# Stock Market Predictor using LSTM

In [None]:
import numpy as np
import pandas as pd
import matplotlib.pyplot as plt
import yfinance as yf
from sklearn.preprocessing import MinMaxScaler
from tensorflow.keras.models import Sequential
from tensorflow.keras.layers import Dense, LSTM, Dropout
import warnings
warnings.filterwarnings('ignore')

In [None]:
# Set date range for training data
start = '2010-01-01'
end = '2019-12-31'

# Download Apple stock data
print("Downloading Apple stock data...")
df = yf.download('AAPL', start, end)
print(f"Data shape: {df.shape}")
print(f"Columns: {df.columns.tolist()}")

In [None]:
# Handle MultiIndex columns if present
if isinstance(df.columns, pd.MultiIndex):
    df.columns = df.columns.droplevel(1)  # Remove ticker level

# Display basic info about the data
print("Data Info:")
print(df.info())
print("\nFirst 5 rows:")
print(df.head())
print("\nLast 5 rows:")
print(df.tail())

In [None]:
# Visualize the closing price
plt.figure(figsize=(12, 6))
plt.plot(df.index, df['Close'])
plt.title('Apple Stock Closing Price (2010-2019)')
plt.xlabel('Year')
plt.ylabel('Closing Price ($)')
plt.grid(True)
plt.show()

In [None]:
# Create moving averages for visualization
ma100 = df['Close'].rolling(100).mean()
ma200 = df['Close'].rolling(200).mean()

plt.figure(figsize=(12, 6))
plt.plot(df.index, df['Close'], label='Close Price', alpha=0.7)
plt.plot(df.index, ma100, label='100-day MA', alpha=0.8)
plt.plot(df.index, ma200, label='200-day MA', alpha=0.8)
plt.title('Apple Stock with Moving Averages')
plt.xlabel('Year')
plt.ylabel('Price ($)')
plt.legend()
plt.grid(True)
plt.show()

In [None]:
# Prepare data for training
# Use only the closing price for prediction
data = df[['Close']].values
print(f"Data shape for training: {data.shape}")

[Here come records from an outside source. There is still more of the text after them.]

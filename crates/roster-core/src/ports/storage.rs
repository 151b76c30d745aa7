//! Storage trait for employee persistence

use crate::{Result, SearchQuery};
use async_trait::async_trait;
use roster_types::{Employee, EmployeeDraft};

/// Employee store
///
/// Every write runs as one unit: it either fully applies or leaves the store
/// untouched. Implementations map uniqueness violations on `email` to
/// `RosterError::Conflict` and missing ids to `RosterError::NotFound`.
#[async_trait]
pub trait EmployeeStore: Send + Sync {
    /// Round-trip check used by the health probe.
    async fn ping(&self) -> Result<()>;
    async fn search(&self, query: &SearchQuery) -> Result<Vec<Employee>>;
    async fn get_employee(&self, id: i32) -> Result<Option<Employee>>;
    async fn create_employee(&self, draft: &EmployeeDraft) -> Result<Employee>;
    /// Replace every field except `id`.
    async fn update_employee(&self, id: i32, draft: &EmployeeDraft) -> Result<Employee>;
    async fn delete_employee(&self, id: i32) -> Result<()>;
}
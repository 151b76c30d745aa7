//! Roster Types - Pure type definitions
//!
//! Employee records, the department enumeration and form validation.
//! No async runtime or database dependencies live here.

pub mod department;
pub mod employee;

pub use department::*;
pub use employee::*;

# Split data into training and testing
training_data_len = int(len(data) * 0.70)
train_data = data[:training_data_len]
test_data = data[training_data_len:]

print(f"Training data length: {len(train_data)}")
print(f"Testing data length: {len(test_data)}")

In [None]:
# Scale the data
scaler = MinMaxScaler(feature_range=(0, 1))
scaled_train_data = scaler.fit_transform(train_data)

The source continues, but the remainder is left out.